I once heard that more scenes had to be added to the film so that Crawford wouldn’t steal the picture out from under Garbo’s feet. Well, I think she does anyway. The chemistry between Garbo and John Barrymore is good and their romantic scenes together are well-acted and well staged (wonderful lighting, in particular), but I cannot believe for a minute that Barrymore’s character would have gone for Garbo’s after meeting the sultry young Joan. In contrast to Garbo’s staginess, Crawford portrays Flaemmchen in a very naturalistic way. I used to think that Crawford herself was quite stagy in every role I had ever seen her in, but that was before I was introduced to Crawford’s early films. When Nadine showed me Our Dancing Daughters (Harry Beaumont, 1928), I was won over. Crawford was so full of vitality that she was mesmerizing [aside to MGM or whoever owns the rights to Our Dancing Daughters, Our Modern Maidens, and Our Blushing Brides: GET THEM OUT ON DVD!! It is truly shocking that Oscar nominated classics that were so popular in their day are not available for collectors yet apart from on lousy secondhand VHS tapes!!].
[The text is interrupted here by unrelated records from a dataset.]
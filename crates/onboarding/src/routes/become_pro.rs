//! "Become a pro" wizard route handlers.
//!
//! The wizard is stateless on the server: every POST carries the current
//! step index, the button pressed and the whole draft (fields off the
//! current step ride along as hidden inputs). The handler rebuilds the
//! wizard, applies the transition and renders the result.

use askama::Template;
use askama_web::WebTemplate;
use axum::Form;
use ghanovia_core::ActionOutcome;
use ghanovia_core::onboarding::{
    DraftSummary, Field, ProDraft, RateType, Step, TRADES, Wizard, WizardError,
};
use serde::Deserialize;
use tower_sessions::Session;

use crate::error::Result;
use crate::filters;
use crate::middleware::{OptionalUser, take_flash};

// =============================================================================
// Form Types
// =============================================================================

/// Which wizard button was pressed.
#[derive(Debug, Clone, Copy, PartialEq, Eq, Default, Deserialize)]
#[serde(rename_all = "lowercase")]
pub enum Intent {
    #[default]
    Next,
    Back,
    Submit,
}

/// Posted wizard state.
///
/// Fields are listed out rather than flattening [`ProDraft`] because
/// urlencoded forms cannot be deserialized through `serde(flatten)`.
#[derive(Debug, Default, Deserialize)]
#[serde(default)]
pub struct WizardForm {
    pub step: usize,
    pub intent: Intent,
    pub full_name: String,
    pub trade: String,
    pub service_area: String,
    pub postcode: String,
    pub experience: String,
    pub availability: String,
    pub rate: String,
    pub rate_type: RateType,
    pub bio: String,
    pub phone: String,
    pub whatsapp: String,
    /// Checkbox: present (any value) when ticked.
    pub show_phone: Option<String>,
}

impl WizardForm {
    fn into_wizard(self) -> (Wizard, Intent) {
        let draft = ProDraft {
            full_name: self.full_name,
            trade: self.trade,
            service_area: self.service_area,
            postcode: self.postcode,
            experience: self.experience,
            availability: self.availability,
            rate: self.rate,
            rate_type: self.rate_type,
            bio: self.bio,
            phone: self.phone,
            whatsapp: self.whatsapp,
            show_phone: self.show_phone.is_some(),
        };
        (Wizard::resume(self.step, draft), self.intent)
    }
}

// =============================================================================
// Templates
// =============================================================================

/// Wizard page template.
#[derive(Template, WebTemplate)]
#[template(path = "become_pro.html")]
pub struct BecomeProTemplate {
    pub wizard: Wizard,
    pub outcome: ActionOutcome,
    pub signed_in: bool,
    pub trades: &'static [&'static str],
    pub steps: &'static [Step],
}

impl BecomeProTemplate {
    fn new(wizard: Wizard, outcome: ActionOutcome, signed_in: bool) -> Self {
        Self {
            wizard,
            outcome,
            signed_in,
            trades: &TRADES,
            steps: &Step::ALL,
        }
    }

    fn step(&self) -> Step {
        self.wizard.step()
    }

    fn draft(&self) -> &ProDraft {
        self.wizard.draft()
    }

    fn summary(&self) -> Option<&DraftSummary> {
        self.wizard.summary()
    }

    /// 1-based step number for display.
    fn step_number(&self) -> usize {
        self.step().index() + 1
    }

    fn step_count(&self) -> usize {
        self.steps.len()
    }

    fn progress_percent(&self) -> usize {
        self.step_number() * 100 / self.step_count()
    }

    fn is_first(&self) -> bool {
        self.step().index() == 0
    }

    fn is_last(&self) -> bool {
        self.step().is_last()
    }

    fn on_step(&self, id: &str) -> bool {
        self.step().id() == id
    }

    fn error(&self, name: &str) -> Option<&'static str> {
        Field::from_name(name).and_then(|field| self.wizard.errors().get(field))
    }

    fn value(&self, name: &str) -> &str {
        Field::from_name(name).map_or("", |field| self.draft().value(field))
    }

    fn trade_selected(&self, trade: &str) -> bool {
        self.draft().trade == trade
    }

    fn rate_type_is(&self, rate_type: &str) -> bool {
        self.draft().rate_type.as_str() == rate_type
    }

    /// Draft values for fields not shown on the current step.
    fn carried_fields(&self) -> Vec<(&'static str, &str)> {
        let visible = self.step().fields();
        Field::ALL
            .into_iter()
            .filter(|field| !visible.contains(field))
            .map(|field| (field.name(), self.draft().value(field)))
            .collect()
    }

    /// `show_phone` has no `Field`; it lives on the contact step.
    fn carries_show_phone(&self) -> bool {
        self.draft().show_phone && !self.on_step(Step::Contact.id())
    }
}

// =============================================================================
// Handlers
// =============================================================================

/// Display the wizard on its first step.
pub async fn show(OptionalUser(user): OptionalUser, session: Session) -> Result<BecomeProTemplate> {
    let outcome = take_flash(&session).await?;
    Ok(BecomeProTemplate::new(Wizard::new(), outcome, user.is_some()))
}

/// Apply one wizard transition.
pub async fn transition(
    OptionalUser(user): OptionalUser,
    Form(form): Form<WizardForm>,
) -> BecomeProTemplate {
    let (mut wizard, intent) = form.into_wizard();

    match intent {
        Intent::Next => {
            wizard.advance();
        }
        Intent::Back => wizard.retreat(),
        Intent::Submit => match wizard.submit() {
            Ok(_) => tracing::info!(trade = %wizard.draft().trade, "Pro draft submitted"),
            Err(WizardError::NotOnLastStep(step)) => {
                tracing::debug!(step = step.id(), "Submit before last step ignored");
            }
            Err(WizardError::Invalid(count)) => {
                tracing::debug!(count, step = wizard.step().id(), "Pro draft has invalid fields");
            }
        },
    }

    BecomeProTemplate::new(wizard, ActionOutcome::Idle, user.is_some())
}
The most wonderful image in this film is the revolving door, and there are few films with such a wonderfully comic and ironic ending – crusty old Dr. Ottenschlag saying “The Grand Hotel, always the same. People come, people go, nothing ever happens” with a Viennese waltz coming in and crescendoing over the image of the ever-revolving door. Sigh – if only every film could go out with such a wonderful talking point surprising and delighting you at the end!